Roma, 10 ottobre 2024 – Un’esplosione nel 2012 durante la guerra in Siria l’aveva privata della vista ad entrambi gli occhi. L’innesto della prima cornea artificiale ibrida, frutto della ricerca italiana, le ha restituito tre decimi di acuità visita e la possibilità di tornare a vedere. Rasha, rifugiata palestinese dalla Siria, è una dei primi tre pazienti sottoposti al trapianto della prima cornea artificiale ibrida, sviluppata in Italia e pensata per persone ad alto rischio di rigetto.
Intra-ker, la prima cornea artificiale italiana
La nuova cornea artificiale si chiama Intra-ker, è stata messa a punto dal prof. Massimo Busin dell’Università degli Studi di Ferrara in collaborazione con Fondazione Banca degli Occhi del Veneto ETS, ed è un dispositivo sintetico che viene inglobato all’interno di due strati di tessuto corneale proveniente da donatore ed innestato nell’occhio del paziente.

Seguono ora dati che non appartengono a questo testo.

use logo_stream::SavedLogoClient;

use crate::cli::SavedCommand;

pub async fn run(command: SavedCommand) -> anyhow::Result<()> {
    let client = SavedLogoClient::from_env()?;
    match command {
        SavedCommand::List => {
            let logos = client.list().await?;
            if logos.is_empty() {
                println!("No saved logos");
            }
            for logo in logos {
                println!("{:>6}  {:<24} {}", logo.id, logo.name, logo.image_path);
            }
        }
        SavedCommand::Save { name, path } => {
            let saved = client.save(&name, &path).await?;
            println!("Saved `{}` as #{}", saved.name, saved.id);
        }
        SavedCommand::Remove { id } => {
            client.remove(id).await?;
            println!("Removed #{id}");
        }
    }
    Ok(())
}

pub async fn login(username: &str, password: &str) -> anyhow::Result<()> {
    let mut client = SavedLogoClient::from_env()?;
    let session = client.login(username, password).await?;
    println!("Logged in as {} ({})", session.user.name, session.user.username);
    println!("LOGO_SPARK_TOKEN={}", session.token);
    Ok(())
}

pub async fn register(username: &str, password: &str, name: &str) -> anyhow::Result<()> {
    let mut client = SavedLogoClient::from_env()?;
    let session = client.register(username, password, name).await?;
    println!("Registered {} ({})", session.user.name, session.user.username);
    println!("LOGO_SPARK_TOKEN={}", session.token);
    Ok(())
}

“Ogni anno nel mondo si effettuano 185mila trapianti di cornea, tuttavia 7mila trapianti falliscono e 12.7 milioni di cittadini a livello globale restano in attesa di trapianto. Il dispositivo Intra-ker è stato ideato come una protesi ottica intracorneale e può essere utilizzato come cornea artificiale in interventi ad hoc, a scopo compassionevole, in pazienti per i quali il normale trapianto di cornea sistematicamente fallisce perché l’occhio non tollera la cornea da donatore” spiega il prof. Massimo Busin, ordinario all’Università di Ferrara.
“Il dispositivo in polimetilmetacrilato si compone di una parte ottica centrale e di estremità periferiche che servono a stabilizzare la protesi nell’occhio – spiega il chirurgo oftalmologo – la protesi viene inserita avvolta da due sottili innesti di cornea da donatore, forniti dalla banca degli occhi e ricavati dall’isolamento di uno strato interno, chiamato “pre-descemetico”, spesso solo una decina di micron. Questi due sottili lembi evitano il rischio di estrusione della protesi e, vera chiave di volta di questo processo, mantengono nel tempo la loro trasparenza permettendo al paziente di tornare a vedere. Un dato che, in chirurgia corneale, non era mai stato osservato prima”.
I primi tre interventi, effettuati su altrettanti pazienti tra febbraio e maggio 2024 presso le strutture di Ospedali Privati Forlì, a distanza di oltre quattro mesi offrono risultati incoraggianti.
La funzione dei tessuti da donatore
Anche per la Fondazione Banca degli Occhi del Veneto, responsabile della validazione e dell’invio dei tessuti provenienti da donatore, si tratta della prima preparazione di tessuto per trapianto di questo genere: “Per il mondo dell’eye banking è il primo trapianto dello strato profondo della cornea senza endotelio, una novità assoluta – afferma Diego Ponzin, Presidente di Fondazione Banca degli Occhi del Veneto – per accompagnare il dispositivo artificiale i nostri tecnici hanno isolato due tessuti ricavati da due donatori, che nella sezione centrale prevedono solo questo strato quasi impercettibile chiamato “pre-descemet”. Dalle analisi condotte in Fondazione Banca degli Occhi emerge che questa porzione conserva intatta una trasparenza del 70 per cento”.
Il trapianto di cornea artificiale ideato dal prof. Massimo Busin con l’ausilio della banca degli occhi veneta, si trova oggi al centro di un progetto di ricerca finanziato dal PNRR e guidato dal prof. Teresio Avitabile, ordinario dell’Università degli Studi di Catania, che vede coinvolti per la fase clinica anche il prof. Vincenzo Scorcia dell’Università degli Studi Magna Græcia di Catanzaro e il prof. Marco Mura dell’Università di Ferrara.